Feedback on Proposed Changes for Data Delivery
From RAJAR Wiki
We would welcome your reactions and comments on the feasibility of introducing the following series of proposed changes by next Monday (10th October), in advance of possible further discussions at Tuesday's DUG meeting.
Background
As a result of discussions at the last Data Users Group and subsequently with individual bureau, it is proposed that the format of the support files and check data for RAJAR's RLD should be revised. The aim is to make it easier for users to load and verify this data in advance of receiving final listening records. For reference, we also operated an in-house system for June's release that mirrored the set up procedure of some bureaux.
In addition, the RAJAR Board would like to reduce the lead-time between the release of RLD listening records at 5.30pm on the evening of release day and, the distribution of data to buyers and planners approximately seven working days later. Discussions with Mediatel and Telmar suggest that a typical timetable for the release comprises:
- 1-2 days loading and verifying data
- 2 -3 days resolving data queries and reconciling results
- 2 days to copy and distribute final results to users
- These timings need to be amended to reflect the agreed industry Trading Day, rather than 7 days. Trading Day is currently the second Monday after data delivery - this is actually 18 days. Plus we have also seen data issues right up until a few days before Trading Day over previous quarters, and they are still ongoing for Q2 2005!! If we are expected to action these, it would seem unwise to move the Trading Day.--Emilyp 12:14, 6 Oct 2005 (BST)
- Following distribution, Client companies currently have a further week to load data internally - which can take them a little while. Again, needs confirmation but in our experience some companies have been known to miss the trading day to complete this work.--Emilyp 12:15, 6 Oct 2005 (BST)
The provision of more data in an easier to use form with a prompt response to any queries should reduce some of this timetable. The next step may then be the distribution of respondent data, excluding listening records, in advance so that only listening data is appended on release day. It is hoped that a combination of these changes could reduce release by up to a week for December's results.
As an initial step, the following note gives proposed changes to the file formats that may be introduced from September's release. Coincidentally with these possible changes, we will also be introducing additional data checks specifically to replicate Mediatel's system, further check data and have a new procedure for responding to queries.
- The quality of the data is paramount to us, and we utilise a lot of time before Trading Day to implement as many checks as possible to this end. If RSL could define what checks they are implementing, as mentioned, this would be appreciated.--Emilyp 12:44, 6 Oct 2005 (BST)

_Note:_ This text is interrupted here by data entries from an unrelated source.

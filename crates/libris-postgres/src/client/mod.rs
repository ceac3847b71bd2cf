//! PostgreSQL client with connection pooling and migration management.

mod migrate;
mod pg_client;
mod pg_config;

use deadpool::managed::{Object, Pool};
use diesel_async::AsyncPgConnection;
use diesel_async::pooled_connection::AsyncDieselConnectionManager;

pub use self::migrate::run_pending_migrations;
pub use self::pg_client::{PgClient, PgConn};
pub use self::pg_config::PgConfig;

/// Type alias for the connection pool used throughout the application.
pub type ConnectionPool = Pool<AsyncDieselConnectionManager<AsyncPgConnection>>;

/// Type alias for a connection object from the pool.
pub type PooledConnection = Object<AsyncDieselConnectionManager<AsyncPgConnection>>;
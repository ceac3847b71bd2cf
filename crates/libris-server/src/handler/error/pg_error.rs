//! Database error to HTTP error conversion.
//!
//! Constraint violations are recognised by name and become client errors;
//! everything else is logged and reported as a 500.

use libris_postgres::PgError;
use libris_postgres::types::{BookConstraints, ConstraintViolation, UserConstraints};

use crate::handler::{Error, ErrorKind};

const TRACING_TARGET: &str = "libris_server::postgres_constraints";

impl From<UserConstraints> for Error<'static> {
    fn from(c: UserConstraints) -> Self {
        let error = match c {
            UserConstraints::UsernameUnique => {
                ErrorKind::Conflict.with_message("User with the specified name already exists")
            }
            UserConstraints::EmailUnique => ErrorKind::Conflict
                .with_message("User with the specified email address already exists"),
            UserConstraints::UsernameNotEmpty => {
                ErrorKind::BadRequest.with_message("Username cannot be empty")
            }
            UserConstraints::PasswordHashLength => ErrorKind::InternalServerError.into_error(),
        };

        error.with_resource("users")
    }
}

impl From<BookConstraints> for Error<'static> {
    fn from(c: BookConstraints) -> Self {
        let error = match c {
            BookConstraints::TitleAuthorUnique => ErrorKind::Conflict
                .with_message("Book with the specified title and author already exists"),
            BookConstraints::TitleNotEmpty => {
                ErrorKind::BadRequest.with_message("Title cannot be empty")
            }
            BookConstraints::AuthorNotEmpty => {
                ErrorKind::BadRequest.with_message("Author cannot be empty")
            }
        };

        error.with_resource("books")
    }
}

impl From<ConstraintViolation> for Error<'static> {
    fn from(constraint: ConstraintViolation) -> Self {
        match constraint {
            ConstraintViolation::User(c) => c.into(),
            ConstraintViolation::Book(c) => c.into(),
        }
    }
}

impl From<PgError> for Error<'static> {
    fn from(error: PgError) -> Self {
        if let Some(constraint) = error.constraint_violation() {
            tracing::warn!(
                target: TRACING_TARGET,
                constraint = %constraint,
                "query rejected by constraint"
            );
            return constraint.into();
        }

        match &error {
            PgError::Timeout(timeout) => {
                tracing::error!(
                    target: TRACING_TARGET,
                    timeout = ?timeout,
                    "database timeout",
                );
            }
            PgError::Connection(connection_error) => {
                tracing::error!(
                    target: TRACING_TARGET,
                    error = %connection_error,
                    "database connection error"
                );
            }
            other => {
                tracing::error!(
                    target: TRACING_TARGET,
                    error = %other,
                    "database error"
                );
            }
        }

        ErrorKind::InternalServerError.into_error()
    }
}

#[cfg(test)]
mod tests {
    use super::*;

    #[test]
    fn unique_violations_are_conflicts() {
        let error = Error::from(UserConstraints::UsernameUnique);
        assert_eq!(error.kind(), ErrorKind::Conflict);
        assert_eq!(
            error.message(),
            Some("User with the specified name already exists")
        );

        let error = Error::from(UserConstraints::EmailUnique);
        assert_eq!(
            error.message(),
            Some("User with the specified email address already exists")
        );

        let error = Error::from(ConstraintViolation::Book(BookConstraints::TitleAuthorUnique));
        assert_eq!(error.kind(), ErrorKind::Conflict);
        assert_eq!(error.resource(), Some("books"));
    }

    #[test]
    fn other_constraints_are_bad_requests() {
        let error = Error::from(BookConstraints::TitleNotEmpty);
        assert_eq!(error.kind(), ErrorKind::BadRequest);
    }

    #[test]
    fn plain_database_errors_are_internal() {
        let error = Error::from(PgError::Unexpected("boom".into()));
        assert_eq!(error.kind(), ErrorKind::InternalServerError);
        assert_eq!(error.message(), None);
    }
}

A reduction to the timetable is likely to depend on the universal introduction of these changes and These should be sent to both Tony Hughes, one of our senior analysts, and myself who will be managing the production of September's RLD and the introduction of the changes. Email contact details are:
- John Stockley: john.stockley@ipsos.com
- Tony Hughes: tony.hughes@dsl.pipex.com
- It seems prudent to have a final cut off date at which no more changes can be made. For example, the respondent level data without listening events will be loaded and checked. The ensuing file complete with data will be assumed to be cleaned and correct - once loaded no further changes will be allowed as this will make meeting new deadlines impossible.--Emilyp 12:16, 6 Oct 2005 (BST)
- How much sooner will data be distributed - including segement files and check figures? A schedule of all files, including the respondent data without listening events, and proposed timings would be good.--Emilyp 12:20, 6 Oct 2005 (BST)
- We would be happy to make some improvements here and begin to implement the new file formats, but realistically require at least two test runs before considering any movement of the Trading Day. There are no guarantees of time savings so it would be ideal if all systems could begin to use the new files and report back on time savings or problems. This should be repeated a second time - using the new files alone, by all parties before they are adopted by the industry. At this point also, systems can feed back if any changes to Trading Day can be made.--Emilyp 12:20, 6 Oct 2005 (BST)
- Perhaps consideration could be given to releasing data on a Monday rather than Wednesday, as the weekend days could interfere with processing. It is much more likely to speed up the process if data is released first thing in the week.--Emilyp 12:23, 6 Oct 2005 (BST)
The main changes to file formats can be summarised as follows:
All new files would be in tab delimited text format
Feedback has indicated that the current mix of formats where some files are in csv format, some in text, some in Word documents, some in Excel spreadsheets etc, is making the loading and verifying process more complex and time consuming. Therefore it is proposed that all files should be in tab delimited text and all extraneous formatting removed.
Originally we had considered csv format as the standard. However, some users pointed out that occasionally station names included commas in the text. In these instances, using the csv format would cause errors in the support files.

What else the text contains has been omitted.